He equated what he felt to for her to what he felt for me when we got married. His exact words to her when she asked him how he felt were, "let me put it this way, the last time i felt this way abt someone I was 17 years old. And i ended up marrying that person". He and i started dating when were 17. We got married after college. We were both 23. We are now both 39 and have 2 daughters. (his AP is 24, btw). 

They were never physical but teetered on the line 2 months ago. They got as far as agreeing to go back to his hotel room after gng to a concert where they held hands, rubbed legs etc. in the hotel room he decided he cldnt go thru with it. Not bc of me but bc it went against his morals as a married man. (he told me that i was never a consideration, just his morals-he cldnt really explain why).

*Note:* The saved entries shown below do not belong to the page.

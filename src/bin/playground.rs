// File: ./src/bin/playground.rs
use anyhow::{Context, Result, anyhow};
use chronopick::calendar::{CalendarEngine, CalendarEvent};
use chronopick::cli;
use chronopick::clock::SystemClock;
use chronopick::config::Config;
use chronopick::context::{AppContext, StandardContext};
use chronopick::model::display::TextDisplay;
use chronopick::model::{HeaderAction, Segment, ViewMode};
use chronopick::time_picker::{TimePicker, TimePickerEvent};
use chrono::NaiveDate;
use simplelog::{ColorChoice, CombinedLogger, SharedLogger, TermLogger, TerminalMode, WriteLogger};
use std::env;
use std::fs::File;
use std::io::{self, BufRead, Write};
use std::path::PathBuf;

struct Args {
    root: Option<PathBuf>,
    config: Option<PathBuf>,
    verbose: bool,
}

fn parse_args(args: &[String]) -> Result<Option<Args>> {
    let mut parsed = Args {
        root: None,
        config: None,
        verbose: false,
    };
    let mut iter = args.iter().skip(1);
    while let Some(arg) = iter.next() {
        match arg.as_str() {
            "-h" | "--help" | "help" => return Ok(None),
            "-r" | "--root" => {
                let value = iter.next().ok_or_else(|| anyhow!("--root needs a path"))?;
                parsed.root = Some(PathBuf::from(value));
            }
            "-c" | "--config" => {
                let value = iter.next().ok_or_else(|| anyhow!("--config needs a file"))?;
                parsed.config = Some(PathBuf::from(value));
            }
            "-v" | "--verbose" => parsed.verbose = true,
            other => return Err(anyhow!("Unknown argument '{}'", other)),
        }
    }
    Ok(Some(parsed))
}

fn load_config(args: &Args, ctx: &dyn AppContext) -> Result<Config> {
    if let Some(path) = &args.config {
        let contents = std::fs::read_to_string(path)
            .with_context(|| format!("Failed to read config file '{}'", path.display()))?;
        return Config::from_toml_str(&contents);
    }
    match Config::load(ctx) {
        Ok(config) => Ok(config),
        Err(e) if Config::is_missing_config_error(&e) => Ok(Config::default()),
        Err(e) => Err(e),
    }
}

fn init_logging(config: &Config, verbose: bool, ctx: &dyn AppContext) -> Result<()> {
    let level = if verbose {
        log::LevelFilter::Debug
    } else {
        config.log_level_filter()?
    };
    let mut loggers: Vec<Box<dyn SharedLogger>> = vec![TermLogger::new(
        level,
        simplelog::Config::default(),
        TerminalMode::Stderr,
        ColorChoice::Auto,
    )];
    if let Some(path) = ctx.get_log_path() {
        match File::create(&path) {
            Ok(file) => loggers.push(WriteLogger::new(level, simplelog::Config::default(), file)),
            Err(e) => eprintln!("Cannot write log file {}: {}", path.display(), e),
        }
    }
    CombinedLogger::init(loggers).map_err(|e| anyhow!("Failed to initialise logging: {}", e))
}

fn show(calendar: &CalendarEngine, picker: &TimePicker) {
    println!("{}", calendar.header().to_text());
    print!("{}", calendar.build_grid().to_text());
    let popup = match picker.dial() {
        Some(dial) => format!("  dial [{}]", dial.label()),
        None => String::new(),
    };
    println!("time: [{}]{}", picker.text(), popup);
}

fn parse_segment(s: &str) -> Result<Segment> {
    match s {
        "h" | "hours" => Ok(Segment::Hours),
        "m" | "minutes" => Ok(Segment::Minutes),
        "s" | "seconds" => Ok(Segment::Seconds),
        other => Err(anyhow!("Unknown segment '{}'", other)),
    }
}

fn parse_delta(s: &str) -> Result<i32> {
    s.trim_start_matches('+')
        .parse()
        .with_context(|| format!("Invalid number '{}'", s))
}

/// Returns `Ok(false)` when the session should end.
fn run_command(line: &str, calendar: &mut CalendarEngine, picker: &mut TimePicker) -> Result<bool> {
    let (command, rest) = match line.split_once(' ') {
        Some((c, r)) => (c, r.trim()),
        None => (line, ""),
    };

    let applied = match command {
        "" => return Ok(true),
        "quit" | "exit" | "q" => return Ok(false),
        "help" => {
            cli::print_commands();
            return Ok(true);
        }
        "show" => {
            show(calendar, picker);
            return Ok(true);
        }
        "json" => {
            println!("{}", serde_json::to_string_pretty(&calendar.build_grid())?);
            return Ok(true);
        }
        "next" => calendar.navigate(1, 0),
        "prev" => calendar.navigate(-1, 0),
        "next-year" => calendar.navigate(0, 1),
        "prev-year" => calendar.navigate(0, -1),
        "days" => calendar.enter_view_mode(ViewMode::Days),
        "months" => calendar.enter_view_mode(ViewMode::Months),
        "years" => calendar.enter_view_mode(ViewMode::Years),
        "month" => calendar.pick_month(rest.parse().context("month needs 1-12")?),
        "year" => calendar.pick_year(rest.parse().context("year needs a number")?),
        "day" => {
            let date = NaiveDate::parse_from_str(rest, "%Y-%m-%d")
                .with_context(|| format!("Invalid date '{}'", rest))?;
            calendar.pick_day(date);
            true
        }
        "page" => calendar.page_years(parse_delta(rest)?),
        "header" => calendar.handle_header(rest.parse::<HeaderAction>()?),
        "type" => {
            let edit = picker.input(rest, rest.len());
            println!("[{}] cursor {}", edit.text, edit.cursor);
            return Ok(true);
        }
        "key" => {
            for ch in rest.chars() {
                let proposed = format!("{}{}", picker.text(), ch);
                picker.input(&proposed, proposed.len());
            }
            println!("[{}]", picker.text());
            return Ok(true);
        }
        "commit" => {
            println!("{:?}", picker.commit());
            return Ok(true);
        }
        "popup" => {
            picker.toggle_popup();
            return Ok(true);
        }
        "dial" => {
            let (segment, delta) = rest
                .split_once(' ')
                .ok_or_else(|| anyhow!("usage: dial <h|m|s> <+N|-N>"))?;
            picker.dial_step(parse_segment(segment)?, parse_delta(delta.trim())?)
        }
        "ok" => picker.dial_confirm(),
        "cancel" => picker.dial_dismiss(),
        other => return Err(anyhow!("Unknown command '{}', try 'help'", other)),
    };

    if !applied {
        println!("(no change)");
    }
    Ok(true)
}

fn main() -> Result<()> {
    let args: Vec<String> = env::args().collect();
    let Some(args) = parse_args(&args)? else {
        cli::print_help("chronopick");
        return Ok(());
    };

    let ctx = StandardContext::new(args.root.clone());
    let config = load_config(&args, &ctx)?;
    init_logging(&config, args.verbose, &ctx)?;
    log::info!("Config path: {}", Config::get_path_string(&ctx)?);

    let clock = SystemClock;
    let mut calendar =
        CalendarEngine::new(&config.calendar, config.locale_provider(), Box::new(clock))?;
    let mut picker = TimePicker::new(&config.time_picker, &clock);

    calendar.subscribe(|event| match event {
        CalendarEvent::DaySelected(date) => println!("-> day selected {}", date),
        CalendarEvent::RangeSelected(start, end) => {
            println!("-> range selected {} .. {}", start, end)
        }
        CalendarEvent::ModelChanged(mode) => log::trace!("Model changed ({})", mode),
    });
    picker.subscribe(|event| match event {
        TimePickerEvent::TimeSelected(time) => println!("-> time selected {}", time),
        TimePickerEvent::TimeCommitFailed => println!("-> commit failed, reverted"),
        TimePickerEvent::TextChanged(text) => log::trace!("Text changed to '{}'", text),
        TimePickerEvent::FormatChanged(pattern) => println!("-> format {}", pattern),
        TimePickerEvent::PopupOpened => println!("-> popup opened"),
        TimePickerEvent::PopupClosed => println!("-> popup closed"),
    });

    show(&calendar, &picker);
    let stdin = io::stdin();
    loop {
        print!("> ");
        io::stdout().flush()?;
        let mut line = String::new();
        if stdin.lock().read_line(&mut line)? == 0 {
            break;
        }
        match run_command(line.trim(), &mut calendar, &mut picker) {
            Ok(true) => {}
            Ok(false) => break,
            Err(e) => eprintln!("Error: {:#}", e),
        }
    }

    calendar.dispose();
    picker.dispose();
    Ok(())
}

She cried so he sat on the bed and she laid on his chest (clothed). They were both vert sad. Before they left the hotel they had a very intense "embrace" where they stood foreheads touching, eyes
closed, just both silently acknowledging their sadness of the realization this could never be. They then went out and met up with friends (it was abt 1am at this point). 

I asked him why after all that did they go back out together. He said he wanted to stay in the moment bc he knew once that night wa over he could never go back. He wants to stay in our marriage, he says he 100% commited to us. He also said that relationship is over and he has shut his feelings down. He said a relationship with her just cant happen (for many reasons) so theres no point in hanging onto and trying to analyze the feelings. Its done. 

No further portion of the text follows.